__Task input__:
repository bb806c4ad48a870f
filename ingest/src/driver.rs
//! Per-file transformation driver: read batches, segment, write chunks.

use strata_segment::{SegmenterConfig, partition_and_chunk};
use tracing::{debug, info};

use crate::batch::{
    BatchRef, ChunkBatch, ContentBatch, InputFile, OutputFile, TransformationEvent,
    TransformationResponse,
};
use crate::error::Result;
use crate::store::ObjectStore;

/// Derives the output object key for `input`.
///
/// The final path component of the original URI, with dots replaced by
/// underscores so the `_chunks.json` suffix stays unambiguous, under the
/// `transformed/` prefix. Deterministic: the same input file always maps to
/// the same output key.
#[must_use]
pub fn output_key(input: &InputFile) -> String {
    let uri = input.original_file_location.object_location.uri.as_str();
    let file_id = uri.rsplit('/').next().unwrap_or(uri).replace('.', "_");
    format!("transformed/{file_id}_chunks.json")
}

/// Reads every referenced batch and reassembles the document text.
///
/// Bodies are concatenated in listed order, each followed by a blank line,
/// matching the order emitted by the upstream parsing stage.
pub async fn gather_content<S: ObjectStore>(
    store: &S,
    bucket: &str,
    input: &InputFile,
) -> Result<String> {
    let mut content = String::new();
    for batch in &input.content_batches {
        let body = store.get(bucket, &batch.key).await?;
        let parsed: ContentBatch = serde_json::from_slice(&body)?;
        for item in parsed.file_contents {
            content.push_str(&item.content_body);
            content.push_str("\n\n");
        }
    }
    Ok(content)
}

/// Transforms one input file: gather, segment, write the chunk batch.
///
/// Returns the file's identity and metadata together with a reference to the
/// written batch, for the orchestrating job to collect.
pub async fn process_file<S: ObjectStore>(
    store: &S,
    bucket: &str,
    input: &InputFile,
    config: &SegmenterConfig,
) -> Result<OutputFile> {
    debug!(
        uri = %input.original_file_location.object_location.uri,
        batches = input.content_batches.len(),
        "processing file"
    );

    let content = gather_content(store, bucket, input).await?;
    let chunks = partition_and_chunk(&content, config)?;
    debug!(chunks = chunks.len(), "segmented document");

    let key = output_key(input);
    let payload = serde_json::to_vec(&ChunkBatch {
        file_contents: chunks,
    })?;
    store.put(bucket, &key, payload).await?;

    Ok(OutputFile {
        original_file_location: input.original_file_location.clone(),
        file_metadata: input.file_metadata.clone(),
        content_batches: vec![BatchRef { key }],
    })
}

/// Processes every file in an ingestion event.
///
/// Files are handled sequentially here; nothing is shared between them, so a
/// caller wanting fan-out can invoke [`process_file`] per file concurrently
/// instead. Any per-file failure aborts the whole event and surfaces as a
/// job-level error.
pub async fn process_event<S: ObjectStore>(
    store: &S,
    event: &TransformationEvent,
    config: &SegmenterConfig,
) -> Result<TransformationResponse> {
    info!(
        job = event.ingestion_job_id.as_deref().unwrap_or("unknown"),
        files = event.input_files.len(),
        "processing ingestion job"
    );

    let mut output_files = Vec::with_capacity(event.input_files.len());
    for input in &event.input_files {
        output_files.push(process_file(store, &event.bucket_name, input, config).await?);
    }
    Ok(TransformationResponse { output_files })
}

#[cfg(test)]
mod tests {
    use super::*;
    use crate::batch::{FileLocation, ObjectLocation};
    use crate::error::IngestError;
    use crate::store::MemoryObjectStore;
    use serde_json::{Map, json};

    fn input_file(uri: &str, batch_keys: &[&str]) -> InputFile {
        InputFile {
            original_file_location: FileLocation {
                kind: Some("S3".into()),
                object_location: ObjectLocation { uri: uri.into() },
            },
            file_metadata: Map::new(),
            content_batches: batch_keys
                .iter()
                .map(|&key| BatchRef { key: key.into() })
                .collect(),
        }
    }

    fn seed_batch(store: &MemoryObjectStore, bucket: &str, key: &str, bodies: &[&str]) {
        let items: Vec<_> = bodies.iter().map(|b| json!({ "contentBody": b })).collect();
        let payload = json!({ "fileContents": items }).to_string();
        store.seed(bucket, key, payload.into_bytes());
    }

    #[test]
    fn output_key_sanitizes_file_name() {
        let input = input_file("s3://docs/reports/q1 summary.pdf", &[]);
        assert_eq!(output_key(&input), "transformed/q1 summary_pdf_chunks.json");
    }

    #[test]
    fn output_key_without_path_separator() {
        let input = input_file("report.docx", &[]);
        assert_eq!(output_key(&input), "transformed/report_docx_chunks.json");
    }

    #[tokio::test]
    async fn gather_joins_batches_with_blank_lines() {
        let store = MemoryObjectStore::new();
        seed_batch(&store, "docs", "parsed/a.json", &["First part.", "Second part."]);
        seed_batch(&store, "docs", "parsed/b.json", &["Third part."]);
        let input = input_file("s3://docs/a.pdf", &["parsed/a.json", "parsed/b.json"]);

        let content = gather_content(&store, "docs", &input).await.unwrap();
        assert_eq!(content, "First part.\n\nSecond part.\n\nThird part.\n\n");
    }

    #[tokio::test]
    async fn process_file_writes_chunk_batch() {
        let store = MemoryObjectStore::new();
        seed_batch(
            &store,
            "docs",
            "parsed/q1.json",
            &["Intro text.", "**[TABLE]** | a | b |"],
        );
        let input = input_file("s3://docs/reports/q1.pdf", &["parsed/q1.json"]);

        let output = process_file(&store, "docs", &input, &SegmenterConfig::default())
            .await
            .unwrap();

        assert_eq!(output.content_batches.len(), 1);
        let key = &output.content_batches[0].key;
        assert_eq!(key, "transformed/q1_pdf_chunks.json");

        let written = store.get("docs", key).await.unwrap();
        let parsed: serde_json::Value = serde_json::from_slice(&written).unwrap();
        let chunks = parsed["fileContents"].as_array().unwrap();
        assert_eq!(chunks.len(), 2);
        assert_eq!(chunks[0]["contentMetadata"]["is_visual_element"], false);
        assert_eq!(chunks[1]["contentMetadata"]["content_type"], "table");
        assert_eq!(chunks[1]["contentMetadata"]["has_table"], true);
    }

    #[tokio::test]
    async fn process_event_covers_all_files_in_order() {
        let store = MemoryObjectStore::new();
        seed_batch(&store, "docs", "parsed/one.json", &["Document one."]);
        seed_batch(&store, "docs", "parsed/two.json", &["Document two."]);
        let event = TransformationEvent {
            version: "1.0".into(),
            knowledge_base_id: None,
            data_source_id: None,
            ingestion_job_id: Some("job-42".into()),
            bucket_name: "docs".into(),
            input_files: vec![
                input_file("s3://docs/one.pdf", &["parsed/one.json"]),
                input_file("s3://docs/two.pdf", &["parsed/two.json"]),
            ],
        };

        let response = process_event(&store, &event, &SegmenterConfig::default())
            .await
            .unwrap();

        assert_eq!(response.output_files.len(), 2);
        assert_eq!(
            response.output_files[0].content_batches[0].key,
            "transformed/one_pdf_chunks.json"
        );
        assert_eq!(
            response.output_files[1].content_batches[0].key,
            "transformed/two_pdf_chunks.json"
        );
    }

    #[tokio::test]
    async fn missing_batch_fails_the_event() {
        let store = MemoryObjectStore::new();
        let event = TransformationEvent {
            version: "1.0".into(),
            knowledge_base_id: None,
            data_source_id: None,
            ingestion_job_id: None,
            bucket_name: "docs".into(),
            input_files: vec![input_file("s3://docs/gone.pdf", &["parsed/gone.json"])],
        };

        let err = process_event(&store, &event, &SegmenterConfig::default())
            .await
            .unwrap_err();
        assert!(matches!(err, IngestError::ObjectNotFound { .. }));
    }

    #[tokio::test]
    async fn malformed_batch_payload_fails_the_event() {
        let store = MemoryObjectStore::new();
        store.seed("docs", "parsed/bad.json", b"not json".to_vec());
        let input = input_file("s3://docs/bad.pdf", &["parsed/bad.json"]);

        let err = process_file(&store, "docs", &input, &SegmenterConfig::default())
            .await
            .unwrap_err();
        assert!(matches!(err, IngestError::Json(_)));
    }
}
--
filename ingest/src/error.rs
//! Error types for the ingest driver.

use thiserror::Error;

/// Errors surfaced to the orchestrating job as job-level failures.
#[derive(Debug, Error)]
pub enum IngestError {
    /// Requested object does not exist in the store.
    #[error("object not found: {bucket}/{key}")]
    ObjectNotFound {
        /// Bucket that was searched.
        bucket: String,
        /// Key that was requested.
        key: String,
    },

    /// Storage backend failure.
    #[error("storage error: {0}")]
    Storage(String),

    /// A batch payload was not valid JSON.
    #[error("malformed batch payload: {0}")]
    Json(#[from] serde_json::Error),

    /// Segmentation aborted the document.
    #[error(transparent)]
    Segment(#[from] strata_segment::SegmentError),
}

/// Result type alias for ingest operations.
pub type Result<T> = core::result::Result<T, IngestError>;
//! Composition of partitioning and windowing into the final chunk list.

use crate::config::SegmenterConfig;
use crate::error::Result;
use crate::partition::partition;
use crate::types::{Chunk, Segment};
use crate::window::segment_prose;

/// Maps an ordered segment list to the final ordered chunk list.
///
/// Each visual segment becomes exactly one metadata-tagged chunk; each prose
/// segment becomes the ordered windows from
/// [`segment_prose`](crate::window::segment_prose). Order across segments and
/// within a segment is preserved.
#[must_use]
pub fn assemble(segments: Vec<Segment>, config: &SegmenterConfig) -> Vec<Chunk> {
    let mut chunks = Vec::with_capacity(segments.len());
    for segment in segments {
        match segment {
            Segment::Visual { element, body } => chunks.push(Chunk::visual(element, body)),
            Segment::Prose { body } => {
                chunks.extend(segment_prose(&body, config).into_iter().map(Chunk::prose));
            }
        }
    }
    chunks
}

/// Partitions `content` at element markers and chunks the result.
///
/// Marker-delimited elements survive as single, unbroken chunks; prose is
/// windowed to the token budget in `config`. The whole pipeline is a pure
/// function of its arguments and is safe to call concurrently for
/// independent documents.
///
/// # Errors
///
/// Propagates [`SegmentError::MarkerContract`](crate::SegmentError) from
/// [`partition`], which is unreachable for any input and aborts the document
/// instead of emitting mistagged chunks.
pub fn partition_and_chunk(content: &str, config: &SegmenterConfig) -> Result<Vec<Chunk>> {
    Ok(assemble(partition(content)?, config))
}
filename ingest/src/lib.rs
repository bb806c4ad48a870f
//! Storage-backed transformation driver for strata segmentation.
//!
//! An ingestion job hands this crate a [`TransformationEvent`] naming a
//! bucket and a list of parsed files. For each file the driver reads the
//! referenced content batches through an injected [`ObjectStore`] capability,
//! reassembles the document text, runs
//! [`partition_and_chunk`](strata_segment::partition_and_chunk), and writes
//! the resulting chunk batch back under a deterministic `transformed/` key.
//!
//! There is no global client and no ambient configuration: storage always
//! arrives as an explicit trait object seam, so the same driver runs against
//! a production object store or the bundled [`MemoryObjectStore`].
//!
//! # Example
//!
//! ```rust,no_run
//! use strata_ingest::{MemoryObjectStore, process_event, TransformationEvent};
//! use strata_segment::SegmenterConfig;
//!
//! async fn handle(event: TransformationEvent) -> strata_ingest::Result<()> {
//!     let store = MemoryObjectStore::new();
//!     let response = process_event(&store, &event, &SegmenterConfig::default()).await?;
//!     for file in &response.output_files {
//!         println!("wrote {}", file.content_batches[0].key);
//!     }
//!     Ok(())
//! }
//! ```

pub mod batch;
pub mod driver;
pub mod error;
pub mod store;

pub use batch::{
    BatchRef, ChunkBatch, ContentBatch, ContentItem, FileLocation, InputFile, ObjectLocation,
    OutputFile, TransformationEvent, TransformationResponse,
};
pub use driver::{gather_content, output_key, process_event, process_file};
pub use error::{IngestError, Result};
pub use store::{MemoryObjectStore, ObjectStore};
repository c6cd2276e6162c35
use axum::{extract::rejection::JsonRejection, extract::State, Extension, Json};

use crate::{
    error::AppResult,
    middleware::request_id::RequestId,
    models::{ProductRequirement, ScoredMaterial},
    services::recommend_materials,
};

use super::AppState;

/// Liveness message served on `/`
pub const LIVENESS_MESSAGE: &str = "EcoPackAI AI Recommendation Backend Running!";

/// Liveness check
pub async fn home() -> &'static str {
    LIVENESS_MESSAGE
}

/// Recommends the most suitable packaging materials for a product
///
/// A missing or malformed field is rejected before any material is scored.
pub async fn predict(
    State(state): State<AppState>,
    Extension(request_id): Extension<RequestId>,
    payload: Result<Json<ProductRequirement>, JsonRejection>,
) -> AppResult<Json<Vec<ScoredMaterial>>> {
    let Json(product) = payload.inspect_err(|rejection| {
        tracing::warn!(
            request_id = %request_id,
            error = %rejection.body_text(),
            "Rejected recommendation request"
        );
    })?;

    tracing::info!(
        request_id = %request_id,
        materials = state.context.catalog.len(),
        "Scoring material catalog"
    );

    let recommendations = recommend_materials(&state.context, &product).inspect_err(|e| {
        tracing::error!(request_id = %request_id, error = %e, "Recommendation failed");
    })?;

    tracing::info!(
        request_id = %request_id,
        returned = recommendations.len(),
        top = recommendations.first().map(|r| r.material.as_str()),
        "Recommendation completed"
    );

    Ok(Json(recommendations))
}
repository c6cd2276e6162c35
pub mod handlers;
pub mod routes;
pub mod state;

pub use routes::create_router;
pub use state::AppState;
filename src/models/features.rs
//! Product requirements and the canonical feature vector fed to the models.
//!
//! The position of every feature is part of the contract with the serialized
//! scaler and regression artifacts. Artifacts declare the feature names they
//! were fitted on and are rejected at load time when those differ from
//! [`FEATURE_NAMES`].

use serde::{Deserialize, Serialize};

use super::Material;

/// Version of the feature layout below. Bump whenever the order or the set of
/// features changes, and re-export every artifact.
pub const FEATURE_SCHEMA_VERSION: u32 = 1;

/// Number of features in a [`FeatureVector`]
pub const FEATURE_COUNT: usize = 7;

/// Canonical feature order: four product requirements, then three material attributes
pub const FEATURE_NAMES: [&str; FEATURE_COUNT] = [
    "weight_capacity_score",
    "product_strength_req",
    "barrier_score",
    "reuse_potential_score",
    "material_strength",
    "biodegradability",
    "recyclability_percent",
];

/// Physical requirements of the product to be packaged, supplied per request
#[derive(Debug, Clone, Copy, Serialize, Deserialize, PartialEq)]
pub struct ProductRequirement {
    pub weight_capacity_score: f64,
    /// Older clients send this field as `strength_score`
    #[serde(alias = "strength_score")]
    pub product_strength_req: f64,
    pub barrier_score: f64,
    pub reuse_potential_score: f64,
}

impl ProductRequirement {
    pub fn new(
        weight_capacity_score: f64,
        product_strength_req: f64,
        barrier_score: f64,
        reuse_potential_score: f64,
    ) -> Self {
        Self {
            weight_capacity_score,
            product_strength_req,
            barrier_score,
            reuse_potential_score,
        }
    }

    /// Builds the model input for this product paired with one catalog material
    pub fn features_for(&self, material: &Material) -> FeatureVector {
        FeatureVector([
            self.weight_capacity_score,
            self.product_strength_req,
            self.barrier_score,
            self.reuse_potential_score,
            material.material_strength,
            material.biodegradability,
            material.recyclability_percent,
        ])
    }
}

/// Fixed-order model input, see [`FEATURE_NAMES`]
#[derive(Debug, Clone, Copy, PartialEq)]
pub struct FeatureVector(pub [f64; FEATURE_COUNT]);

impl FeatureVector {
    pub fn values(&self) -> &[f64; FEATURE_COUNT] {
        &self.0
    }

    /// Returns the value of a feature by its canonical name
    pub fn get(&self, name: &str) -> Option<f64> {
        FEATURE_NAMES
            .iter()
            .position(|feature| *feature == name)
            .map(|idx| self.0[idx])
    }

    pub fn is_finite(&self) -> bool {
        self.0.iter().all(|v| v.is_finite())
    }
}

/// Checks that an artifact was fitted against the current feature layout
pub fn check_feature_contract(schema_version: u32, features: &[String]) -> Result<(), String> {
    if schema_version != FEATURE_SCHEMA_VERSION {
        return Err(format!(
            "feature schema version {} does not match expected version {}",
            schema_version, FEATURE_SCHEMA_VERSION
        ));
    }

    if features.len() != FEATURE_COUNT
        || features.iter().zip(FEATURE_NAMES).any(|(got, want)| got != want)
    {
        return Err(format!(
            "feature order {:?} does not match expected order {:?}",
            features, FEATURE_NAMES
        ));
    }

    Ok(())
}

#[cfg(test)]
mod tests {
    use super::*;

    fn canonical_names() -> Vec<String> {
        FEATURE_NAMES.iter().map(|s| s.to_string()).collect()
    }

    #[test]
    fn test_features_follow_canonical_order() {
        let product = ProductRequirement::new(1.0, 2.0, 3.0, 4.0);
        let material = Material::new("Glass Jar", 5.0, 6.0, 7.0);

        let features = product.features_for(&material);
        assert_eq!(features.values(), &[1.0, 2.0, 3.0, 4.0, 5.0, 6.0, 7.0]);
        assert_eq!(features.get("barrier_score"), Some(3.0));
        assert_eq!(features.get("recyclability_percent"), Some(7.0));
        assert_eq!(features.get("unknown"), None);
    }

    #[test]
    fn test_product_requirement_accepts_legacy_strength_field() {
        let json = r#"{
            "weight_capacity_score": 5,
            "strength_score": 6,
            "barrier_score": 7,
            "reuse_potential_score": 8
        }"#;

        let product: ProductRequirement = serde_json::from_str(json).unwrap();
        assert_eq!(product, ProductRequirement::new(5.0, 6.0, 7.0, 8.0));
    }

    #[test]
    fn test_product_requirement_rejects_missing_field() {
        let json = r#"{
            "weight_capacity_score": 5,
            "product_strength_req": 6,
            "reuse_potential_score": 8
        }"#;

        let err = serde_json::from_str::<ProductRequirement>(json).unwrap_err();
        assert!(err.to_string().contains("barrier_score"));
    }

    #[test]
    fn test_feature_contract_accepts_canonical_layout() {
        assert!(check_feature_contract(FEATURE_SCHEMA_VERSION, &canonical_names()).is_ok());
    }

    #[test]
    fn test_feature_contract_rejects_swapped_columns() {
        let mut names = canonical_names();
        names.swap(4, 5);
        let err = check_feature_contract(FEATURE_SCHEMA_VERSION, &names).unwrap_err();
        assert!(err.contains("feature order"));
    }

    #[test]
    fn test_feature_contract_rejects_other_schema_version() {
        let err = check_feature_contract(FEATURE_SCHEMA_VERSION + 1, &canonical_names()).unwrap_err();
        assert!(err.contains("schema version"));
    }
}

__Exercise description__:
In the entries above, one line contains "let key = &output.content_batches[0].key;" and another contains "assert_eq!(chunks.len(), 2);". Reproduce exactly those two lines and the lines between them, nothing else.

__Your solution__:
        let key = &output.content_batches[0].key;
        assert_eq!(key, "transformed/q1_pdf_chunks.json");

        let written = store.get("docs", key).await.unwrap();
        let parsed: serde_json::Value = serde_json::from_slice(&written).unwrap();
        let chunks = parsed["fileContents"].as_array().unwrap();
        assert_eq!(chunks.len(), 2);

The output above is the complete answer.